*TASK ITEM*
The output should be every line below that includes the word "install".

*SOURCE MATERIAL*
::::::::
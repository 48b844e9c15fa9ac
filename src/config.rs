//! Configuration and CLI argument parsing for ssh-key-setup

use clap::Parser;
use std::path::PathBuf;

use crate::authorized_key::AuthorizedKey;
use crate::error::{KeySetupError, Result};
use crate::ssh::{ConnectionTarget, Credentials};

/// `-o ConnectTimeout` handed to the probing ssh client, in seconds
pub const PROBE_CONNECT_TIMEOUT_SECS: u64 = 3;

/// Deadline for the whole probing ssh process, in seconds
pub const PROBE_WAIT_TIMEOUT_SECS: u64 = 5;

/// Connection timeout in seconds
pub const CONNECTION_TIMEOUT_SECS: u64 = 30;

const EXAMPLES: &str = "\
Examples:
  ssh-key-setup 127.0.0.1 22 admin mypassword
  ssh-key-setup example.com 2222 user secretpass ~/.ssh/id_rsa.pub
  ssh-key-setup 192.168.1.100 22 deploy mypass /home/user/.ssh/deploy_key.pub";

/// ssh-key-setup CLI Arguments
#[derive(Parser, Debug, Clone)]
#[command(name = "ssh-key-setup")]
#[command(version)]
#[command(about = "Log into an SSH server with a password and optionally install a public key")]
#[command(after_help = EXAMPLES)]
pub struct Args {
    /// SSH server hostname or IP address
    pub host: String,

    /// SSH server port (1-65535)
    #[arg(value_parser = clap::value_parser!(u16).range(1..))]
    pub port: u16,

    /// SSH username
    pub username: String,

    /// SSH password
    pub password: String,

    /// Public key file to install into ~/.ssh/authorized_keys
    pub public_key_file: Option<PathBuf>,
}

/// Parsed and validated configuration
#[derive(Debug, Clone)]
pub struct Config {
    /// Where to log in
    pub target: ConnectionTarget,

    /// SSH password
    pub password: String,

    /// Key to provision, if any
    pub public_key: Option<AuthorizedKey>,
}

impl Config {
    /// Create Config from CLI Args
    pub fn from_args(args: Args) -> Result<Self> {
        validate_args(&args)?;

        let public_key = args
            .public_key_file
            .as_ref()
            .map(AuthorizedKey::from_file)
            .transpose()?;

        Ok(Config {
            target: ConnectionTarget::new(args.host, args.port, args.username),
            password: args.password,
            public_key,
        })
    }

    /// Credentials for the password session; includes the private half of
    /// `public_key` when it sits next to it on disk
    pub fn credentials(&self) -> Credentials {
        let credentials = Credentials::password(&self.password);
        match self
            .public_key
            .as_ref()
            .and_then(AuthorizedKey::private_key_path)
        {
            Some(path) => credentials.with_private_key(path),
            None => credentials,
        }
    }
}

/// Validate CLI arguments
fn validate_args(args: &Args) -> Result<()> {
    let mut errors = Vec::new();

    for (value, name) in [
        (&args.host, "Host"),
        (&args.username, "Username"),
        (&args.password, "Password"),
    ] {
        if value.trim().is_empty() {
            errors.push(format!("{} cannot be empty", name));
        }
    }

    if let Some(ref key_path) = args.public_key_file {
        if !key_path.exists() {
            errors.push(format!(
                "Public key file '{}' does not exist",
                key_path.display()
            ));
        }
    }

    if !errors.is_empty() {
        return Err(KeySetupError::config(errors.join("\n")));
    }

    Ok(())
}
::::::::
*ANSWER SECTION*
#[command(about = "Log into an SSH server with a password and optionally install a public key")]
    /// Public key file to install into ~/.ssh/authorized_keys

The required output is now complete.